### Task goal
As you work through the listing, transcribe every line exactly as it reads.

(Material provided begins)

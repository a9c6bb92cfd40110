//! Builders for in-memory search data and database rows.

#![allow(dead_code)]

use anyhow::Result;
use linksy_core::common::{Coordinates, LocationId, NeedId, ProviderId};
use linksy_core::domains::locations::Location;
use linksy_core::domains::needs::{Need, NeedMatch};
use linksy_core::domains::providers::{HostProfile, Provider, ProviderWithRelations};
use pgvector::Vector;
use sqlx::PgPool;

pub fn need(name: &str) -> Need {
    Need {
        id: NeedId::new(),
        name: name.to_string(),
        category: None,
        synonyms: None,
    }
}

pub fn need_match(need: &Need, similarity: f64) -> NeedMatch {
    NeedMatch {
        id: need.id,
        name: need.name.clone(),
        category: need.category.clone(),
        synonyms: need.synonyms.clone(),
        similarity,
    }
}

pub fn provider(name: &str) -> Provider {
    Provider {
        id: ProviderId::new(),
        name: name.to_string(),
        description: None,
        phone: Some("904-555-0100".to_string()),
        email: None,
        website: None,
        sector: Some("nonprofit".to_string()),
        referral_type: None,
        is_active: true,
        provider_status: "active".to_string(),
        llm_context_card: None,
        service_zip_codes: None,
    }
}

pub fn location_at(provider_id: ProviderId, at: Coordinates, is_primary: bool) -> Location {
    Location {
        id: LocationId::new(),
        provider_id,
        name: Some("Main office".to_string()),
        address_line_1: Some("1 Main St".to_string()),
        city: Some("Jacksonville".to_string()),
        state: Some("FL".to_string()),
        postal_code: Some("32073".to_string()),
        latitude: Some(at.lat),
        longitude: Some(at.lng),
        is_primary,
    }
}

/// Active provider offering `needs`, without locations.
pub fn offering(provider: Provider, needs: &[&Need]) -> ProviderWithRelations {
    ProviderWithRelations {
        provider,
        locations: Vec::new(),
        needs: needs.iter().map(|n| (*n).clone()).collect(),
    }
}

/// Active provider offering `needs` from a single primary site.
pub fn offering_at(provider: Provider, needs: &[&Need], at: Coordinates) -> ProviderWithRelations {
    let location = location_at(provider.id, at, true);
    ProviderWithRelations {
        locations: vec![location],
        ..offering(provider, needs)
    }
}

/// Host with embedded search enabled, no budget and no custom rate limit.
pub fn host(name: &str) -> HostProfile {
    HostProfile {
        id: ProviderId::new(),
        name: name.to_string(),
        is_active: true,
        is_host: true,
        host_embed_active: true,
        host_monthly_token_budget: None,
        host_tokens_used_this_month: 0,
        host_search_rate_limit_per_minute: None,
    }
}

/// Unit vector along `axis`, so cosine similarity between fixtures is 0 or 1.
pub fn axis_embedding(axis: usize) -> Vec<f32> {
    let mut vector = vec![0.0; 1536];
    vector[axis] = 1.0;
    vector
}

// =============================================================================
// Database rows
// =============================================================================

pub async fn insert_provider(pool: &PgPool, provider: &Provider) -> Result<()> {
    sqlx::query(
        r#"
        INSERT INTO providers (
            id, name, description, phone, email, website, sector, referral_type,
            is_active, provider_status, llm_context_card, service_zip_codes
        )
        VALUES ($1, $2, $3, $4, $5, $6, $7, $8, $9, $10, $11, $12)
        "#,
    )
    .bind(provider.id)
    .bind(&provider.name)
    .bind(&provider.description)
    .bind(&provider.phone)
    .bind(&provider.email)
    .bind(&provider.website)
    .bind(&provider.sector)
    .bind(&provider.referral_type)
    .bind(provider.is_active)
    .bind(&provider.provider_status)
    .bind(&provider.llm_context_card)
    .bind(&provider.service_zip_codes)
    .execute(pool)
    .await?;

    Ok(())
}

pub async fn insert_host(pool: &PgPool, host: &HostProfile, excluded_terms: &[&str]) -> Result<()> {
    let excluded: Vec<String> = excluded_terms.iter().map(|t| t.to_string()).collect();

    sqlx::query(
        r#"
        INSERT INTO providers (
            id, name, is_active, provider_status, is_host, host_embed_active,
            host_monthly_token_budget, host_tokens_used_this_month,
            host_search_rate_limit_per_minute, host_excluded_search_terms
        )
        VALUES ($1, $2, $3, 'active', $4, $5, $6, $7, $8, $9)
        "#,
    )
    .bind(host.id)
    .bind(&host.name)
    .bind(host.is_active)
    .bind(host.is_host)
    .bind(host.host_embed_active)
    .bind(host.host_monthly_token_budget)
    .bind(host.host_tokens_used_this_month)
    .bind(host.host_search_rate_limit_per_minute)
    .bind(&excluded)
    .execute(pool)
    .await?;

    Ok(())
}

pub async fn insert_location(pool: &PgPool, location: &Location) -> Result<()> {
    sqlx::query(
        r#"
        INSERT INTO locations (
            id, provider_id, name, address_line_1, city, state, postal_code,
            latitude, longitude, is_primary
        )
        VALUES ($1, $2, $3, $4, $5, $6, $7, $8, $9, $10)
        "#,
    )
    .bind(location.id)
    .bind(location.provider_id)
    .bind(&location.name)
    .bind(&location.address_line_1)
    .bind(&location.city)
    .bind(&location.state)
    .bind(&location.postal_code)
    .bind(location.latitude)
    .bind(location.longitude)
    .bind(location.is_primary)
    .execute(pool)
    .await?;

    Ok(())
}

pub async fn insert_need(pool: &PgPool, need: &Need, embedding: Option<Vec<f32>>) -> Result<()> {
    sqlx::query(
        "INSERT INTO needs (id, name, category, synonyms, embedding) VALUES ($1, $2, $3, $4, $5)",
    )
    .bind(need.id)
    .bind(&need.name)
    .bind(&need.category)
    .bind(&need.synonyms)
    .bind(embedding.map(Vector::from))
    .execute(pool)
    .await?;

    Ok(())
}

pub async fn link_need(pool: &PgPool, provider_id: ProviderId, need_id: NeedId) -> Result<()> {
    sqlx::query("INSERT INTO provider_needs (provider_id, need_id) VALUES ($1, $2)")
        .bind(provider_id)
        .bind(need_id)
        .execute(pool)
        .await?;

    Ok(())
}

pub async fn insert_crisis_keyword(
    pool: &PgPool,
    keyword: &str,
    crisis_type: &str,
    severity: i32,
    is_active: bool,
) -> Result<()> {
    sqlx::query(
        r#"
        INSERT INTO crisis_keywords (keyword, crisis_type, severity, is_active)
        VALUES ($1, $2, $3, $4)
        ON CONFLICT (keyword) DO NOTHING
        "#,
    )
    .bind(keyword)
    .bind(crisis_type)
    .bind(severity)
    .bind(is_active)
    .execute(pool)
    .await?;

    Ok(())
}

(Material provided ends)

### Task answer
repository a9c6bb92cfd40110
//! Builders for in-memory search data and database rows.

#![allow(dead_code)]

use anyhow::Result;
use linksy_core::common::{Coordinates, LocationId, NeedId, ProviderId};
use linksy_core::domains::locations::Location;
use linksy_core::domains::needs::{Need, NeedMatch};
use linksy_core::domains::providers::{HostProfile, Provider, ProviderWithRelations};
use pgvector::Vector;
use sqlx::PgPool;

pub fn need(name: &str) -> Need {
    Need {
        id: NeedId::new(),
        name: name.to_string(),
        category: None,
        synonyms: None,
    }
}

pub fn need_match(need: &Need, similarity: f64) -> NeedMatch {
    NeedMatch {
        id: need.id,
        name: need.name.clone(),
        category: need.category.clone(),
        synonyms: need.synonyms.clone(),
        similarity,
    }
}

pub fn provider(name: &str) -> Provider {
    Provider {
        id: ProviderId::new(),
        name: name.to_string(),
        description: None,
        phone: Some("904-555-0100".to_string()),
        email: None,
        website: None,
        sector: Some("nonprofit".to_string()),
        referral_type: None,
        is_active: true,
        provider_status: "active".to_string(),
        llm_context_card: None,
        service_zip_codes: None,
    }
}

pub fn location_at(provider_id: ProviderId, at: Coordinates, is_primary: bool) -> Location {
    Location {
        id: LocationId::new(),
        provider_id,
        name: Some("Main office".to_string()),
        address_line_1: Some("1 Main St".to_string()),
        city: Some("Jacksonville".to_string()),
        state: Some("FL".to_string()),
        postal_code: Some("32073".to_string()),
        latitude: Some(at.lat),
        longitude: Some(at.lng),
        is_primary,
    }
}

/// Active provider offering `needs`, without locations.
pub fn offering(provider: Provider, needs: &[&Need]) -> ProviderWithRelations {
    ProviderWithRelations {
        provider,
        locations: Vec::new(),
        needs: needs.iter().map(|n| (*n).clone()).collect(),
    }
}

/// Active provider offering `needs` from a single primary site.
pub fn offering_at(provider: Provider, needs: &[&Need], at: Coordinates) -> ProviderWithRelations {
    let location = location_at(provider.id, at, true);
    ProviderWithRelations {
        locations: vec![location],
        ..offering(provider, needs)
    }
}

/// Host with embedded search enabled, no budget and no custom rate limit.
pub fn host(name: &str) -> HostProfile {
    HostProfile {
        id: ProviderId::new(),
        name: name.to_string(),
        is_active: true,
        is_host: true,
        host_embed_active: true,
        host_monthly_token_budget: None,
        host_tokens_used_this_month: 0,
        host_search_rate_limit_per_minute: None,
    }
}

/// Unit vector along `axis`, so cosine similarity between fixtures is 0 or 1.
pub fn axis_embedding(axis: usize) -> Vec<f32> {
    let mut vector = vec![0.0; 1536];
    vector[axis] = 1.0;
    vector
}

// =============================================================================
// Database rows
// =============================================================================

pub async fn insert_provider(pool: &PgPool, provider: &Provider) -> Result<()> {
    sqlx::query(
        r#"
        INSERT INTO providers (
            id, name, description, phone, email, website, sector, referral_type,
            is_active, provider_status, llm_context_card, service_zip_codes
        )
        VALUES ($1, $2, $3, $4, $5, $6, $7, $8, $9, $10, $11, $12)
        "#,
    )
    .bind(provider.id)
    .bind(&provider.name)
    .bind(&provider.description)
    .bind(&provider.phone)
    .bind(&provider.email)
    .bind(&provider.website)
    .bind(&provider.sector)
    .bind(&provider.referral_type)
    .bind(provider.is_active)
    .bind(&provider.provider_status)
    .bind(&provider.llm_context_card)
    .bind(&provider.service_zip_codes)
    .execute(pool)
    .await?;

    Ok(())
}

pub async fn insert_host(pool: &PgPool, host: &HostProfile, excluded_terms: &[&str]) -> Result<()> {
    let excluded: Vec<String> = excluded_terms.iter().map(|t| t.to_string()).collect();

    sqlx::query(
        r#"
        INSERT INTO providers (
            id, name, is_active, provider_status, is_host, host_embed_active,
            host_monthly_token_budget, host_tokens_used_this_month,
            host_search_rate_limit_per_minute, host_excluded_search_terms
        )
        VALUES ($1, $2, $3, 'active', $4, $5, $6, $7, $8, $9)
        "#,
    )
    .bind(host.id)
    .bind(&host.name)
    .bind(host.is_active)
    .bind(host.is_host)
    .bind(host.host_embed_active)
    .bind(host.host_monthly_token_budget)
    .bind(host.host_tokens_used_this_month)
    .bind(host.host_search_rate_limit_per_minute)
    .bind(&excluded)
    .execute(pool)
    .await?;

    Ok(())
}

pub async fn insert_location(pool: &PgPool, location: &Location) -> Result<()> {
    sqlx::query(
        r#"
        INSERT INTO locations (
            id, provider_id, name, address_line_1, city, state, postal_code,
            latitude, longitude, is_primary
        )
        VALUES ($1, $2, $3, $4, $5, $6, $7, $8, $9, $10)
        "#,
    )
    .bind(location.id)
    .bind(location.provider_id)
    .bind(&location.name)
    .bind(&location.address_line_1)
    .bind(&location.city)
    .bind(&location.state)
    .bind(&location.postal_code)
    .bind(location.latitude)
    .bind(location.longitude)
    .bind(location.is_primary)
    .execute(pool)
    .await?;

    Ok(())
}

pub async fn insert_need(pool: &PgPool, need: &Need, embedding: Option<Vec<f32>>) -> Result<()> {
    sqlx::query(
        "INSERT INTO needs (id, name, category, synonyms, embedding) VALUES ($1, $2, $3, $4, $5)",
    )
    .bind(need.id)
    .bind(&need.name)
    .bind(&need.category)
    .bind(&need.synonyms)
    .bind(embedding.map(Vector::from))
    .execute(pool)
    .await?;

    Ok(())
}

pub async fn link_need(pool: &PgPool, provider_id: ProviderId, need_id: NeedId) -> Result<()> {
    sqlx::query("INSERT INTO provider_needs (provider_id, need_id) VALUES ($1, $2)")
        .bind(provider_id)
        .bind(need_id)
        .execute(pool)
        .await?;

    Ok(())
}

pub async fn insert_crisis_keyword(
    pool: &PgPool,
    keyword: &str,
    crisis_type: &str,
    severity: i32,
    is_active: bool,
) -> Result<()> {
    sqlx::query(
        r#"
        INSERT INTO crisis_keywords (keyword, crisis_type, severity, is_active)
        VALUES ($1, $2, $3, $4)
        ON CONFLICT (keyword) DO NOTHING
        "#,
    )
    .bind(keyword)
    .bind(crisis_type)
    .bind(severity)
    .bind(is_active)
    .execute(pool)
    .await?;

    Ok(())
}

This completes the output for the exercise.